Ripple veteran David Schwartz has debunked a social media rumor claiming that the company has secretly pre-allocated the vast majority of its $XRP escrow to hidden institutional players.
Recently, an X user falsely alleged that the Ripple CTO Emeritus had confirmed the existence of these clandestine contracts.
Shutting down the rumor
The initial social media post implied that there was a hidden operation occurring behind the scenes at Ripple.
The majority of Ripple's locked $XRP escrow, which releases tokens on a monthly basis, was already secretly earmarked for institutional buyers or specific partners. This was supposedly done through private contracts.
Retail investors were allegedly being kept in the dark about the true distribution of the asset (as the latest conspiracy theory implies).

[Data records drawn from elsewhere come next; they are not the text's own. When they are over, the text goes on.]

fn validate_phone(raw: &str) -> Result<String> {
    let phone = normalize_phone(raw);
    if !phone.is_empty() && !(7..=15).contains(&phone.len()) {
        return Err(Error::validation("Phone number must have 7 to 15 digits"));
    }
    Ok(phone)
}

pub(crate) fn customer_from_row(row: &rusqlite::Row<'_>) -> rusqlite::Result<Customer> {
    let kind: String = row.get(4)?;
    Ok(Customer {
        id: row.get(0)?,
        user_id: row.get(1)?,
        name: row.get(2)?,
        phone: row.get(3)?,
        customer_type: kind.parse().unwrap_or(CustomerType::Customer),
        created_at: row.get(5)?,
        updated_at: row.get(6)?,
    })
}

fn ensure_phone_free(
    conn: &Connection,
    user_id: &str,
    phone: &str,
    except: Option<&str>,
) -> Result<()> {
    if phone.is_empty() {
        return Ok(());
    }
    let existing: Option<(String, String)> = conn
        .query_row(
            "SELECT id, name FROM customers WHERE user_id = ?1 AND phone = ?2",
            params![user_id, phone],
            |row| Ok((row.get(0)?, row.get(1)?)),
        )
        .optional()?;
    match existing {
        Some((id, name)) if Some(id.as_str()) != except => Err(Error::Conflict(format!(
            "Phone {phone} is already used by {name}"
        ))),
        _ => Ok(()),
    }
}

pub(crate) fn load_customer(conn: &Connection, user_id: &str, id: &str) -> Result<Customer> {
    conn.query_row(
        &format!("SELECT {CUSTOMER_COLUMNS} FROM customers WHERE id = ?1 AND user_id = ?2"),
        params![id, user_id],
        customer_from_row,
    )
    .optional()?
    .ok_or_else(|| Error::not_found("Customer"))
}

pub fn create_customer(db: &DbState, user_id: &str, new: NewCustomer) -> Result<Customer> {
    let name = validate_name(&new.name)?;
    let phone = validate_phone(&new.phone)?;

    let mut conn = db.conn.lock()?;
    let tx = conn.transaction()?;
    ensure_phone_free(&tx, user_id, &phone, None)?;

    let now = now_rfc3339();
    let customer = Customer {
        id: Uuid::new_v4().to_string(),
        user_id: user_id.to_string(),
        name,
        phone,
        customer_type: new.customer_type,
        created_at: now.clone(),
        updated_at: now,
    };
    tx.execute(
        "INSERT INTO customers (id, user_id, name, phone, customer_type, created_at, updated_at)
         VALUES (?1, ?2, ?3, ?4, ?5, ?6, ?7)",
        params![
            customer.id,
            customer.user_id,
            customer.name,
            customer.phone,
            customer.customer_type.as_str(),
            customer.created_at,
            customer.updated_at
        ],
    )?;
    sync::enqueue(
        &tx,
        OperationKind::Create,
        EntityKind::Customer,
        &customer.id,
        &serde_json::to_value(&customer)?,
    )?;
    tx.commit()?;

    info!(customer_id = %customer.id, kind = customer.customer_type.as_str(), "customer created");
    Ok(customer)
}

pub fn get_customer(db: &DbState, user_id: &str, id: &str) -> Result<Customer> {
    let conn = db.conn.lock()?;
    load_customer(&conn, user_id, id)
}

/// Customers ordered by name, optionally only one type.
pub fn list_customers(
    db: &DbState,
    user_id: &str,
    filter: Option<CustomerType>,
) -> Result<Vec<Customer>> {
    let conn = db.conn.lock()?;
    let mut stmt = conn.prepare(&format!(
        "SELECT {CUSTOMER_COLUMNS} FROM customers
         WHERE user_id = ?1 AND (?2 IS NULL OR customer_type = ?2)
         ORDER BY name COLLATE NOCASE, created_at"
    ))?;
    let rows = stmt
        .query_map(params![user_id, filter.map(CustomerType::as_str)], customer_from_row)?
        .collect::<rusqlite::Result<Vec<_>>>()?;
    Ok(rows)
}

/// Case-insensitive name match, or phone match when the query is numeric.
pub fn search_customers(db: &DbState, user_id: &str, query: &str) -> Result<Vec<Customer>> {
    let query = query.trim();
    if query.is_empty() {
        return list_customers(db, user_id, None);
    }
    let is_phone = query
        .chars()
        .all(|c| c.is_ascii_digit() || matches!(c, '+' | '-' | ' '));
    let (column, needle) = if is_phone {
        ("phone", format!("%{}%", normalize_phone(query)))
    } else {
        ("lower(name)", format!("%{}%", query.to_lowercase()))
    };

    let conn = db.conn.lock()?;
    let mut stmt = conn.prepare(&format!(
        "SELECT {CUSTOMER_COLUMNS} FROM customers
         WHERE user_id = ?1 AND {column} LIKE ?2
         ORDER BY name COLLATE NOCASE LIMIT 50"
    ))?;
    let rows = stmt
        .query_map(params![user_id, needle], customer_from_row)?
        .collect::<rusqlite::Result<Vec<_>>>()?;
    Ok(rows)
}

pub fn find_by_phone(db: &DbState, user_id: &str, phone: &str) -> Result<Option<Customer>> {
    let phone = normalize_phone(phone);
    if phone.is_empty() {
        return Ok(None);
    }
    let conn = db.conn.lock()?;
    Ok(conn
        .query_row(
            &format!("SELECT {CUSTOMER_COLUMNS} FROM customers WHERE user_id = ?1 AND phone = ?2"),
            params![user_id, phone],
            customer_from_row,
        )
        .optional()?)
}

/// Apply a partial update. Returns the customer and the number of ledger
/// entries whose copied name was rewritten.
pub fn update_customer(
    db: &DbState,
    user_id: &str,
    id: &str,
    update: CustomerUpdate,
) -> Result<(Customer, usize)> {
    let mut conn = db.conn.lock()?;
    let tx = conn.transaction()?;
    let mut customer = load_customer(&tx, user_id, id)?;

    let mut renamed = false;
    if let Some(name) = update.name.as_deref() {
        let name = validate_name(name)?;
        renamed = name != customer.name;
        customer.name = name;
    }
    if let Some(phone) = update.phone.as_deref() {
        let phone = validate_phone(phone)?;
        ensure_phone_free(&tx, user_id, &phone, Some(id))?;
        customer.phone = phone;
    }
    if let Some(kind) = update.customer_type {
        customer.customer_type = kind;
    }
    customer.updated_at = now_rfc3339();

    tx.execute(
        "UPDATE customers SET name = ?1, phone = ?2, customer_type = ?3, updated_at = ?4
         WHERE id = ?5",
        params![
            customer.name,
            customer.phone,
            customer.customer_type.as_str(),
            customer.updated_at,
            customer.id
        ],
    )?;
    sync::enqueue(
        &tx,
        OperationKind::Update,
        EntityKind::Customer,
        &customer.id,
        &serde_json::to_value(&customer)?,
    )?;

    let mut entries_renamed = 0;
    if renamed {
        tx.execute(
            "UPDATE transaction_entries SET customer_name = ?1, updated_at = ?2
             WHERE customer_id = ?3",
            params![customer.name, customer.updated_at, customer.id],
        )?;
        let entry_ids: Vec<String> = {
            let mut stmt = tx.prepare("SELECT id FROM transaction_entries WHERE customer_id = ?1")?;
            let ids = stmt
                .query_map(params![customer.id], |row| row.get(0))?
                .collect::<rusqlite::Result<Vec<_>>>()?;
            ids
        };
        for entry_id in &entry_ids {
            let entry = crate::transactions::load_entry(&tx, user_id, entry_id)?;
            sync::enqueue(
                &tx,
                OperationKind::Update,
                EntityKind::TransactionEntry,
                entry_id,
                &serde_json::to_value(&entry)?,
            )?;
        }
        entries_renamed = entry_ids.len();
    }
    tx.commit()?;

    if renamed {
        info!(customer_id = %customer.id, entries = entries_renamed, "customer renamed");
    }
    Ok((customer, entries_renamed))
}

/// Delete a customer and its ledger. Returns the number of entries removed.
pub fn delete_customer(db: &DbState, user_id: &str, id: &str) -> Result<usize> {
    let mut conn = db.conn.lock()?;
    let tx = conn.transaction()?;
    load_customer(&tx, user_id, id)?;

    let entry_ids: Vec<String> = {
        let mut stmt = tx.prepare("SELECT id FROM transaction_entries WHERE customer_id = ?1")?;
        let ids = stmt
            .query_map(params![id], |row| row.get(0))?
            .collect::<rusqlite::Result<Vec<_>>>()?;
        ids
    };
    for entry_id in &entry_ids {
        sync::enqueue(
            &tx,
            OperationKind::Delete,
            EntityKind::TransactionEntry,
            entry_id,
            &serde_json::json!({}),
        )?;
    }
    sync::enqueue(
        &tx,
        OperationKind::Delete,
        EntityKind::Customer,
        id,
        &serde_json::json!({}),
    )?;
    // Entries go with the customer through ON DELETE CASCADE.
    tx.execute("DELETE FROM customers WHERE id = ?1", params![id])?;
    tx.commit()?;

    info!(customer_id = %id, entries = entry_ids.len(), "customer deleted");
    Ok(entry_ids.len())
}
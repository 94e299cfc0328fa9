use serde_json::{json, Value};
use std::sync::atomic::Ordering;
use tracing::info;

use super::{to_json, AppState};
use crate::sync::{self, RetryPolicy};

pub(crate) fn retry_policy(state: &AppState) -> RetryPolicy {
    RetryPolicy {
        max_attempts: state.config.sync_max_attempts,
        delay: state.config.sync_retry_delay,
    }
}

pub fn sync_status(state: &AppState) -> Result<Value, String> {
    let mut status = sync::get_sync_status(&state.db, &state.sync).map_err(String::from)?;
    status["remoteConfigured"] = json!(state.remote.is_some());
    Ok(status)
}

/// Push the queue now, then pull when signed in.
pub async fn sync_force(state: &AppState) -> Result<Value, String> {
    let remote = state.remote()?;
    let user_id = crate::auth::current_session(&state.auth).map(|s| s.user_id);
    let policy = retry_policy(state);

    match sync::run_sync_cycle(&state.db, remote.as_ref(), &state.sync, &policy, user_id.as_deref())
        .await
    {
        Ok(report) => {
            match &report.deferred_reason {
                Some(reason) => state.sync.record_error(reason),
                None => state.sync.record_success(),
            }
            info!(synced = report.synced, failed = report.failed, "manual sync finished");
            to_json(&report)
        }
        Err(e) => {
            state.sync.record_error(&e.to_string());
            Err(e.into())
        }
    }
}

pub async fn sync_pull(state: &AppState) -> Result<Value, String> {
    let remote = state.remote()?;
    let user_id = state.user_id()?;
    let report = sync::pull_remote(&state.db, remote.as_ref(), &user_id)
        .await
        .map_err(String::from)?;
    to_json(&report)
}

pub async fn sync_network_status(state: &AppState) -> Result<Value, String> {
    let online = match &state.remote {
        Some(remote) => sync::check_network_status(remote.as_ref()).await,
        None => false,
    };
    state.sync.is_online.store(online, Ordering::SeqCst);
    Ok(json!({ "isOnline": online }))
}

/// `{ "includeFailed": true }` (or bare `true`) lists failed rows too.
pub fn sync_queue_list(arg0: Option<Value>, state: &AppState) -> Result<Value, String> {
    let include_failed = match &arg0 {
        Some(Value::Bool(b)) => *b,
        Some(v) => {
            crate::value_bool(v, &["includeFailed", "include_failed", "all"]).unwrap_or(false)
        }
        None => false,
    };
    let conn = state.db.conn.lock().map_err(|e| e.to_string())?;
    let ops = sync::pending_operations(&conn, include_failed).map_err(String::from)?;
    to_json(&ops)
}

pub fn sync_queue_clear(state: &AppState) -> Result<Value, String> {
    let conn = state.db.conn.lock().map_err(|e| e.to_string())?;
    let removed = sync::clear_queue(&conn).map_err(String::from)?;
    Ok(json!({ "success": true, "removed": removed }))
}

pub fn sync_clear_failed(state: &AppState) -> Result<Value, String> {
    let conn = state.db.conn.lock().map_err(|e| e.to_string())?;
    let removed = sync::clear_failed(&conn).map_err(String::from)?;
    Ok(json!({ "success": true, "removed": removed }))
}

pub fn sync_retry_failed(state: &AppState) -> Result<Value, String> {
    let conn = state.db.conn.lock().map_err(|e| e.to_string())?;
    let requeued = sync::retry_failed(&conn).map_err(String::from)?;
    Ok(json!({ "success": true, "requeued": requeued }))
}
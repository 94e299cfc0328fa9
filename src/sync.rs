//! Offline-first sync engine for Mero Hisab.
//!
//! Every local mutation of a customer, ledger entry or profile writes a row
//! into `pending_operations` in the same SQLite transaction as the change
//! itself. A background loop drains that queue against the remote store
//! (Firestore) in insertion order, and a pull step folds remote documents
//! back into the local tables.
//!
//! Queue rows for the same document are compacted at enqueue time so a burst
//! of offline edits turns into a single remote write.

use chrono::Utc;
use rusqlite::{params, Connection, OptionalExtension};
use serde_json::{json, Value};
use std::collections::HashSet;
use std::sync::atomic::{AtomicBool, Ordering};
use std::sync::{Arc, Mutex};
use std::time::Duration;
use tokio::task::JoinHandle;
use tokio_util::sync::CancellationToken;
use tracing::{debug, info, warn};

use crate::db::DbState;
use crate::error::{Error, ErrorKind, Result};
use crate::firestore::RemoteStore;
use crate::calendar::BsDate;
use crate::models::{CustomerType, EntityKind, OperationKind, PendingOperation, TransactionType};
use crate::{customers, now_rfc3339, transactions};

pub const STATUS_PENDING: &str = "pending";
pub const STATUS_FAILED: &str = "failed";

// ---------------------------------------------------------------------------
// Queue
// ---------------------------------------------------------------------------

fn merge_objects(base: &mut Value, patch: &Value) {
    match (base, patch) {
        (Value::Object(base), Value::Object(patch)) => {
            for (k, v) in patch {
                base.insert(k.clone(), v.clone());
            }
        }
        (base, patch) => *base = patch.clone(),
    }
}

/// Record a local mutation for later upload.
///
/// Call with the same connection (or transaction) that performed the write.
/// Pending rows for the same document are compacted:
/// - UPDATE after a pending CREATE or UPDATE is merged into that row;
/// - DELETE after a pending CREATE drops both, the document never left the device;
/// - DELETE after pending UPDATEs replaces them.
pub fn enqueue(
    conn: &Connection,
    kind: OperationKind,
    entity: EntityKind,
    entity_id: &str,
    data: &Value,
) -> Result<()> {
    let now = now_rfc3339();
    let latest: Option<(i64, String, String)> = conn
        .query_row(
            "SELECT id, operation, data FROM pending_operations
             WHERE entity = ?1 AND entity_id = ?2 AND status = ?3
             ORDER BY id DESC LIMIT 1",
            params![entity.as_str(), entity_id, STATUS_PENDING],
            |row| Ok((row.get(0)?, row.get(1)?, row.get(2)?)),
        )
        .optional()?;

    if let Some((row_id, existing, existing_data)) = latest {
        let existing: OperationKind = existing.parse()?;
        match (existing, kind) {
            (OperationKind::Create | OperationKind::Update, OperationKind::Update) => {
                let mut merged: Value =
                    serde_json::from_str(&existing_data).unwrap_or_else(|_| json!({}));
                merge_objects(&mut merged, data);
                conn.execute(
                    "UPDATE pending_operations
                     SET data = ?1, timestamp = ?2, revision = revision + 1,
                         updated_at = datetime('now')
                     WHERE id = ?3",
                    params![merged.to_string(), now, row_id],
                )?;
                debug!(
                    entity = entity.as_str(),
                    entity_id,
                    "merged update into pending {existing}"
                );
                return Ok(());
            }
            (OperationKind::Create, OperationKind::Delete) => {
                conn.execute(
                    "DELETE FROM pending_operations
                     WHERE entity = ?1 AND entity_id = ?2 AND status = ?3",
                    params![entity.as_str(), entity_id, STATUS_PENDING],
                )?;
                debug!(entity = entity.as_str(), entity_id, "dropped unsynced create");
                return Ok(());
            }
            (OperationKind::Update, OperationKind::Delete) => {
                conn.execute(
                    "DELETE FROM pending_operations
                     WHERE entity = ?1 AND entity_id = ?2 AND status = ?3 AND operation = 'UPDATE'",
                    params![entity.as_str(), entity_id, STATUS_PENDING],
                )?;
            }
            _ => {}
        }
    }

    conn.execute(
        "INSERT INTO pending_operations (operation, entity, entity_id, data, status, timestamp)
         VALUES (?1, ?2, ?3, ?4, ?5, ?6)",
        params![
            kind.as_str(),
            entity.as_str(),
            entity_id,
            data.to_string(),
            STATUS_PENDING,
            now
        ],
    )?;
    Ok(())
}

fn operation_from_row(row: &rusqlite::Row<'_>) -> rusqlite::Result<PendingOperation> {
    let kind: String = row.get(1)?;
    let entity: String = row.get(2)?;
    let data: String = row.get(4)?;
    let to_sql_err = |e: Error| {
        rusqlite::Error::FromSqlConversionFailure(0, rusqlite::types::Type::Text, Box::new(e))
    };
    Ok(PendingOperation {
        id: row.get(0)?,
        kind: kind.parse().map_err(to_sql_err)?,
        entity: entity.parse().map_err(to_sql_err)?,
        entity_id: row.get(3)?,
        data: serde_json::from_str(&data).unwrap_or(Value::Null),
        timestamp: row.get(5)?,
        status: row.get(6)?,
        attempts: row.get(7)?,
        last_error: row.get(8)?,
        revision: row.get(9)?,
    })
}

const OPERATION_COLUMNS: &str =
    "id, operation, entity, entity_id, data, timestamp, status, attempts, last_error, revision";

/// Queue rows in upload order. Failed rows are included on request.
pub fn pending_operations(
    conn: &Connection,
    include_failed: bool,
) -> Result<Vec<PendingOperation>> {
    let sql = if include_failed {
        format!("SELECT {OPERATION_COLUMNS} FROM pending_operations ORDER BY id ASC")
    } else {
        format!(
            "SELECT {OPERATION_COLUMNS} FROM pending_operations
             WHERE status = 'pending' ORDER BY id ASC"
        )
    };
    let mut stmt = conn.prepare(&sql)?;
    let rows = stmt
        .query_map([], operation_from_row)?
        .collect::<rusqlite::Result<Vec<_>>>()?;
    Ok(rows)
}

fn next_pending(conn: &Connection) -> Result<Option<PendingOperation>> {
    let sql = format!(
        "SELECT {OPERATION_COLUMNS} FROM pending_operations
         WHERE status = 'pending' ORDER BY id ASC LIMIT 1"
    );
    Ok(conn.query_row(&sql, [], operation_from_row).optional()?)
}

fn count_with_status(conn: &Connection, status: &str) -> i64 {
    conn.query_row(
        "SELECT COUNT(*) FROM pending_operations WHERE status = ?1",
        params![status],
        |row| row.get(0),
    )
    .unwrap_or(0)
}

pub fn pending_count(conn: &Connection) -> i64 {
    count_with_status(conn, STATUS_PENDING)
}

pub fn failed_count(conn: &Connection) -> i64 {
    count_with_status(conn, STATUS_FAILED)
}

fn has_pending_for(conn: &Connection, entity: EntityKind, entity_id: &str) -> bool {
    conn.query_row(
        "SELECT 1 FROM pending_operations
         WHERE entity = ?1 AND entity_id = ?2 AND status = 'pending' LIMIT 1",
        params![entity.as_str(), entity_id],
        |_| Ok(()),
    )
    .optional()
    .ok()
    .flatten()
    .is_some()
}

/// Drop every queued operation. Unsynced changes stay local only.
pub fn clear_queue(conn: &Connection) -> Result<usize> {
    let removed = conn.execute("DELETE FROM pending_operations", [])?;
    info!(removed, "sync queue cleared");
    Ok(removed)
}

pub fn clear_failed(conn: &Connection) -> Result<usize> {
    Ok(conn.execute(
        "DELETE FROM pending_operations WHERE status = 'failed'",
        [],
    )?)
}

/// Put failed operations back in line with a fresh attempt budget.
pub fn retry_failed(conn: &Connection) -> Result<usize> {
    let requeued = conn.execute(
        "UPDATE pending_operations
         SET status = 'pending', attempts = 0, updated_at = datetime('now')
         WHERE status = 'failed'",
        [],
    )?;
    if requeued > 0 {
        info!(requeued, "failed operations re-queued");
    }
    Ok(requeued)
}

fn record_attempt_error(conn: &Connection, op_id: i64, error: &str, failed: bool) -> Result<()> {
    conn.execute(
        "UPDATE pending_operations
         SET attempts = attempts + 1, last_error = ?1,
             status = CASE WHEN ?2 THEN 'failed' ELSE status END,
             updated_at = datetime('now')
         WHERE id = ?3",
        params![error, failed, op_id],
    )?;
    Ok(())
}

fn local_table(entity: EntityKind) -> Option<&'static str> {
    match entity {
        EntityKind::Customer => Some("customers"),
        EntityKind::TransactionEntry => Some("transaction_entries"),
        EntityKind::Profile => None,
    }
}

fn local_row_exists(conn: &Connection, table: &str, id: &str) -> Result<bool> {
    Ok(conn
        .query_row(
            &format!("SELECT 1 FROM {table} WHERE id = ?1"),
            params![id],
            |_| Ok(()),
        )
        .optional()?
        .is_some())
}

/// Settle the queue after `op` was uploaded.
///
/// Returns false when the row changed while the upload was in flight. A
/// merged edit keeps the row pending so the next pass uploads it. A local
/// delete that dropped an in-flight CREATE is re-queued as a DELETE, since
/// the document now exists remotely.
fn mark_synced(conn: &Connection, op: &PendingOperation) -> Result<bool> {
    let removed = conn.execute(
        "DELETE FROM pending_operations WHERE id = ?1 AND revision = ?2",
        params![op.id, op.revision],
    )?;
    let table = local_table(op.entity);

    if removed == 0 {
        if let (Some(table), OperationKind::Create) = (table, op.kind) {
            let row_left = conn
                .query_row(
                    "SELECT 1 FROM pending_operations WHERE id = ?1",
                    params![op.id],
                    |_| Ok(()),
                )
                .optional()?
                .is_some();
            if !row_left
                && !local_row_exists(conn, table, &op.entity_id)?
                && !has_pending_for(conn, op.entity, &op.entity_id)
            {
                enqueue(conn, OperationKind::Delete, op.entity, &op.entity_id, &json!({}))?;
                debug!(
                    entity = op.entity.as_str(),
                    entity_id = %op.entity_id,
                    "re-queued delete for uploaded create"
                );
            }
        }
        return Ok(false);
    }

    if let (Some(table), OperationKind::Create | OperationKind::Update) = (table, op.kind) {
        conn.execute(
            &format!("UPDATE {table} SET synced_at = ?1 WHERE id = ?2"),
            params![now_rfc3339(), op.entity_id],
        )?;
    }
    Ok(true)
}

However, Schwartz swiftly replied to shut down the emerging rumor.
You are correct. I absolutely never said that.
— David 'JoelKatz' Schwartz (@JoelKatz) March 27, 2026
Pushing back against fake incentives
Just two days before the latest comments, the Ripple CTO Emeritus made headlines for rejecting another controversial idea: offering banks "fake discounts" or artificial incentives to force them to use the digital asset.
Schwartz argued that such subsidies create a fragile business model. To illustrate his point, he compared the strategy to the early days of the ride-sharing giant Uber.
He noted that loss-making subsidies often attract users who will immediately abandon when there is an option to do so.
Schwartz stressed that Ripple prefers organic growth, allowing $XRP's utility to drive institutional adoption without the need to manufacture artificial demand.